» THE PROBLEM
Copy out each line of the data holding "ContentKind".

Dataset entries:
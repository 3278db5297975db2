// Report data model — Rust structs that map to the admin API's JSON.
//
// These are the types that flow through the session and the console
// surfaces. They're separate from the repository so other modules can use
// them without depending on the HTTP layer. Wire names are camelCase with
// Mongo-style `_id` identifiers.

use chrono::{DateTime, Utc};
use serde::{Deserialize, Serialize};
use std::str::FromStr;

use super::target::ReportTarget;

/// Which report taxonomy is active. Changes the expected shape of every
/// report target in the fetched list.
#[derive(Debug, Clone, Copy, PartialEq, Eq, Hash, Serialize, Deserialize)]
#[serde(rename_all = "lowercase")]
pub enum ReportMode {
    /// Reports filed against user accounts.
    User,
    /// Reports filed against posts and reels.
    Content,
}

impl ReportMode {
    pub fn as_str(&self) -> &'static str {
        match self {
            ReportMode::User => "user",
            ReportMode::Content => "content",
        }
    }
}

impl std::fmt::Display for ReportMode {
    fn fmt(&self, f: &mut std::fmt::Formatter<'_>) -> std::fmt::Result {
        write!(f, "{}", self.as_str())
    }
}

impl FromStr for ReportMode {
    type Err = String;

    fn from_str(s: &str) -> Result<Self, Self::Err> {
        match s {
            "user" => Ok(ReportMode::User),
            "content" => Ok(ReportMode::Content),
            other => Err(format!("unknown report mode '{other}' (expected 'user' or 'content')")),
        }
    }
}

/// Resolution-state filter for the main report list. Applied server-side —
/// the session never filters a fetched list itself.
#[derive(Debug, Clone, Copy, PartialEq, Eq, Serialize, Deserialize)]
#[serde(rename_all = "lowercase")]
pub enum ViewMode {
    All,
    Unresolved,
}

impl ViewMode {
    pub fn as_str(&self) -> &'static str {
        match self {
            ViewMode::All => "all",
            ViewMode::Unresolved => "unresolved",
        }
    }
}

impl std::fmt::Display for ViewMode {
    fn fmt(&self, f: &mut std::fmt::Formatter<'_>) -> std::fmt::Result {
        write!(f, "{}", self.as_str())
    }
}

impl FromStr for ViewMode {
    type Err = String;

    fn from_str(s: &str) -> Result<Self, Self::Err> {
        match s {
            "all" => Ok(ViewMode::All),
            "unresolved" => Ok(ViewMode::Unresolved),
            other => Err(format!("unknown view '{other}' (expected 'all' or 'unresolved')")),
        }
    }
}

/// Fixed report reason taxonomy (kebab-case on the wire).
#[derive(Debug, Clone, Copy, PartialEq, Eq, Serialize, Deserialize)]
#[serde(rename_all = "kebab-case")]
pub enum ReportReason {
    Harassment,
    HateSpeech,
    Impersonation,
    GraphicContent,
    Threats,
    Scams,
    SensitiveInfo,
    SelfHarm,
    Other,
}

impl ReportReason {
    pub fn as_str(&self) -> &'static str {
        match self {
            ReportReason::Harassment => "harassment",
            ReportReason::HateSpeech => "hate-speech",
            ReportReason::Impersonation => "impersonation",
            ReportReason::GraphicContent => "graphic-content",
            ReportReason::Threats => "threats",
            ReportReason::Scams => "scams",
            ReportReason::SensitiveInfo => "sensitive-info",
            ReportReason::SelfHarm => "self-harm",
            ReportReason::Other => "other",
        }
    }
}

impl std::fmt::Display for ReportReason {
    fn fmt(&self, f: &mut std::fmt::Formatter<'_>) -> std::fmt::Result {
        write!(f, "{}", self.as_str())
    }
}

/// Embedded user summary — used for reporters, content authors, and user
/// targets alike.
#[derive(Debug, Clone, Default, PartialEq, Eq, Serialize, Deserialize)]
#[serde(rename_all = "camelCase")]
pub struct UserSummary {
    #[serde(rename = "_id")]
    pub id: String,
    #[serde(default)]
    pub handle_name: String,
    #[serde(default)]
    pub username: String,
    #[serde(default)]
    pub profile_pic: String,
}

/// A single media attachment on a piece of content.
#[derive(Debug, Clone, PartialEq, Eq, Serialize, Deserialize)]
#[serde(rename_all = "camelCase")]
pub struct Media {
    pub url: String,
    #[serde(default)]
    pub media_type: Option<String>,
}

/// Content taxonomy for reportable media.
#[derive(Debug, Clone, Copy, PartialEq, Eq, Serialize, Deserialize)]
#[serde(rename_all = "lowercase")]
pub enum ContentKind {
    Post,
    Reel,
}

impl ContentKind {
    pub fn as_str(&self) -> &'static str {
        match self {
            ContentKind::Post => "post",
            ContentKind::Reel => "reel",
        }
    }
}

impl std::fmt::Display for ContentKind {
    fn fmt(&self, f: &mut std::fmt::Formatter<'_>) -> std::fmt::Result {
        write!(f, "{}", self.as_str())
    }
}

impl FromStr for ContentKind {
    type Err = String;

    fn from_str(s: &str) -> Result<Self, Self::Err> {
        match s {
            "post" => Ok(ContentKind::Post),
            "reel" => Ok(ContentKind::Reel),
            other => Err(format!("unknown content kind '{other}' (expected 'post' or 'reel')")),
        }
    }
}

/// A moderation record filed by one user against another user or against a
/// piece of content. Only the three state booleans are ever mutated, always
/// through the repository — reports are otherwise read-only in shape.
#[derive(Debug, Clone, PartialEq, Serialize, Deserialize)]
#[serde(rename_all = "camelCase")]
pub struct Report {
    #[serde(rename = "_id")]
    pub id: String,
    pub reason: ReportReason,
    #[serde(default)]
    pub description: Option<String>,
    pub reporter: UserSummary,
    #[serde(default)]
    pub target: ReportTarget,
    #[serde(default)]
    pub is_read: bool,
    #[serde(default)]
    pub resolved: bool,
    /// Only meaningful when `resolved` is true.
    #[serde(default)]
    pub is_dismissed: bool,
    pub created_at: DateTime<Utc>,
    pub updated_at: DateTime<Utc>,
}

/// The three terminal states a report can be in. `is_dismissed` is only
/// read under `resolved`, so the invariant `is_dismissed ⇒ resolved` holds
/// by construction here.
#[derive(Debug, Clone, Copy, PartialEq, Eq)]
pub enum ReportState {
    /// Awaiting moderator action.
    Pending,
    /// Closed without action against the target.
    Dismissed,
    /// Closed with action taken.
    Resolved,
}

impl ReportState {
    pub fn of(report: &Report) -> Self {
        if !report.resolved {
            ReportState::Pending
        } else if report.is_dismissed {
            ReportState::Dismissed
        } else {
            ReportState::Resolved
        }
    }

    pub fn as_str(&self) -> &'static str {
        match self {
            ReportState::Pending => "pending",
            ReportState::Dismissed => "dismissed",
            ReportState::Resolved => "resolved",
        }
    }
}

impl std::fmt::Display for ReportState {
    fn fmt(&self, f: &mut std::fmt::Formatter<'_>) -> std::fmt::Result {
        write!(f, "{}", self.as_str())
    }
}
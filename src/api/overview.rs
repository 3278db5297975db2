// Headline counts for the overview panel.

use anyhow::Result;
use serde::Deserialize;

use super::client::AdminApiClient;

/// Platform-wide counts the overview panel leads with.
#[derive(Debug, Clone, Deserialize)]
#[serde(rename_all = "camelCase")]
pub struct OverviewCounts {
    #[serde(default)]
    pub users: u64,
    #[serde(default)]
    pub posts: u64,
    #[serde(default)]
    pub reels: u64,
    #[serde(default)]
    pub stories: u64,
    #[serde(default)]
    pub pending_user_reports: u64,
    #[serde(default)]
    pub pending_content_reports: u64,
}

/// Fetch the headline counts.
pub async fn fetch_overview(api: &AdminApiClient) -> Result<OverviewCounts> {
    api.get_json("admin/overview", &[], "Failed to fetch overview")
        .await
}
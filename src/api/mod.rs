// Admin REST API surface — the console's listing glue.
//
// client wraps HTTP; the other submodules each cover one listing area of
// the admin API. Report fetching and actions live behind the repository
// seam in the moderation module instead, because the session is written
// against a trait.

pub mod client;
pub mod content;
pub mod overview;
pub mod stories;
pub mod users;
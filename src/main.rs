use anyhow::Result;
use clap::{Parser, Subcommand};
use std::sync::Arc;

use cinder::api::client::AdminApiClient;
use cinder::api::{content, overview, stories, users};
use cinder::config::Config;
use cinder::moderation::model::{ContentKind, Report, ReportMode, ViewMode};
use cinder::moderation::repository::{HttpReportRepository, ReportRepository};
use cinder::moderation::session::{ModerationSession, ReportAction};
use cinder::output::terminal;

/// Cinder: report moderation console for a social platform backend.
///
/// Browse user and content report queues, pivot to every report filed
/// against one target, and close reports by dismissing, resolving, or
/// banning the target.
#[derive(Parser)]
#[command(name = "cinder", version, about)]
struct Cli {
    #[command(subcommand)]
    command: Commands,
}

#[derive(Subcommand)]
enum Commands {
    /// List reports for a taxonomy mode under a view filter
    Reports {
        /// Which reports: about users or about content
        #[arg(long, default_value = "user")]
        mode: ReportMode,

        /// Resolution-state filter, applied server-side
        #[arg(long, default_value = "all")]
        view: ViewMode,
    },

    /// Show one report in detail
    Inspect {
        /// Report id
        id: String,

        #[arg(long, default_value = "user")]
        mode: ReportMode,

        #[arg(long, default_value = "all")]
        view: ViewMode,
    },

    /// List every report filed against one target entity
    Target {
        /// Target entity id (a user id or a content id)
        id: String,

        #[arg(long, default_value = "user")]
        mode: ReportMode,
    },

    /// Dismiss a report (close it without action against the target)
    Dismiss {
        id: String,

        #[arg(long, default_value = "user")]
        mode: ReportMode,
    },

    /// Resolve a report (close it, action taken)
    Resolve {
        id: String,

        #[arg(long, default_value = "user")]
        mode: ReportMode,
    },

    /// Ban the report's target and resolve the report
    Ban {
        id: String,

        #[arg(long, default_value = "user")]
        mode: ReportMode,
    },

    /// List platform accounts
    Users {
        /// Server-side search over username and handle name
        #[arg(long)]
        search: Option<String>,

        #[arg(long, default_value = "50")]
        limit: u32,
    },

    /// List posts and reels
    Posts {
        /// Restrict to one content kind
        #[arg(long)]
        kind: Option<ContentKind>,

        #[arg(long, default_value = "50")]
        limit: u32,
    },

    /// List active stories
    Stories {
        #[arg(long, default_value = "50")]
        limit: u32,
    },

    /// Show headline counts and the pending report queues
    Overview,
}

#[tokio::main]
async fn main() -> Result<()> {
    // Load .env file if present (silently ignore if missing)
    let _ = dotenvy::dotenv();

    // Set up structured logging
    tracing_subscriber::fmt()
        .with_env_filter(
            tracing_subscriber::EnvFilter::try_from_default_env()
                .unwrap_or_else(|_| tracing_subscriber::EnvFilter::new("cinder=info")),
        )
        .init();

    let cli = Cli::parse();

    let config = Config::load()?;
    config.require_token()?;

    match cli.command {
        Commands::Reports { mode, view } => {
            let mut session = build_session(&config, mode, view)?;
            session.refetch().await?;
            terminal::display_report_list(&session.main_reports(), mode, view);
        }

        Commands::Inspect { id, mode, view } => {
            let mut session = build_session(&config, mode, view)?;
            session.refetch().await?;
            session.select(&id);
            match session.selected_report() {
                Some(report) => terminal::display_report_detail(report, None),
                None => {
                    println!(
                        "Report {id} is not in the current {mode}/{view} list.\n\
                         Try --view all, or --mode content if it targets a post or reel."
                    );
                }
            }
        }

        Commands::Target { id, mode } => {
            let mut session = build_session(&config, mode, ViewMode::All)?;
            session.search_target(&id, mode).await?;
            if let Some(search) = session.target_search() {
                terminal::display_target_search(search, &session.search_reports());
            }
        }

        Commands::Dismiss { id, mode } => {
            apply(&config, &id, ReportAction::Dismiss, mode).await?;
        }

        Commands::Resolve { id, mode } => {
            apply(&config, &id, ReportAction::Resolve, mode).await?;
        }

        Commands::Ban { id, mode } => {
            apply(&config, &id, ReportAction::BanAndResolve, mode).await?;
        }

        Commands::Users { search, limit } => {
            let api = AdminApiClient::new(&config.api_url, &config.admin_token)?;
            let accounts = users::list_users(&api, search.as_deref(), limit).await?;
            terminal::display_users(&accounts);
        }

        Commands::Posts { kind, limit } => {
            let api = AdminApiClient::new(&config.api_url, &config.admin_token)?;
            let items = content::list_content(&api, kind, limit).await?;
            terminal::display_content(&items);
        }

        Commands::Stories { limit } => {
            let api = AdminApiClient::new(&config.api_url, &config.admin_token)?;
            let found = stories::list_stories(&api, limit).await?;
            terminal::display_stories(&found);
        }

        Commands::Overview => {
            let api = AdminApiClient::new(&config.api_url, &config.admin_token)?;
            let repo =
                HttpReportRepository::new(AdminApiClient::new(&config.api_url, &config.admin_token)?);

            // The three fetches are independent — run them concurrently.
            let (counts, user_pending, content_pending) = futures::try_join!(
                overview::fetch_overview(&api),
                repo.list_reports(ReportMode::User, ViewMode::Unresolved),
                repo.list_reports(ReportMode::Content, ViewMode::Unresolved),
            )?;

            let user_refs: Vec<&Report> = user_pending.iter().collect();
            let content_refs: Vec<&Report> = content_pending.iter().collect();
            terminal::display_overview(&counts, &user_refs, &content_refs);
        }
    }

    Ok(())
}

/// Build a moderation session over the HTTP repository.
fn build_session(config: &Config, mode: ReportMode, view: ViewMode) -> Result<ModerationSession> {
    let api = AdminApiClient::new(&config.api_url, &config.admin_token)?;
    let repo: Arc<dyn ReportRepository> = Arc::new(HttpReportRepository::new(api));
    Ok(ModerationSession::new(repo, mode, view))
}

/// Run a terminal action through a fresh session: fetch the full list so
/// the report is held, apply the action, and show the updated record.
async fn apply(config: &Config, id: &str, action: ReportAction, mode: ReportMode) -> Result<()> {
    let mut session = build_session(config, mode, ViewMode::All)?;
    session.refetch().await?;
    session.apply_action(id, action, mode).await?;

    match session.report(id) {
        Some(report) => terminal::display_report_detail(report, None),
        None => println!("Report {id} updated."),
    }
    Ok(())
}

» ANSWER BOX
pub enum ContentKind {
impl ContentKind {
            ContentKind::Post => "post",
            ContentKind::Reel => "reel",
impl std::fmt::Display for ContentKind {
impl FromStr for ContentKind {
            "post" => Ok(ContentKind::Post),
            "reel" => Ok(ContentKind::Reel),
use cinder::moderation::model::{ContentKind, Report, ReportMode, ViewMode};
        kind: Option<ContentKind>,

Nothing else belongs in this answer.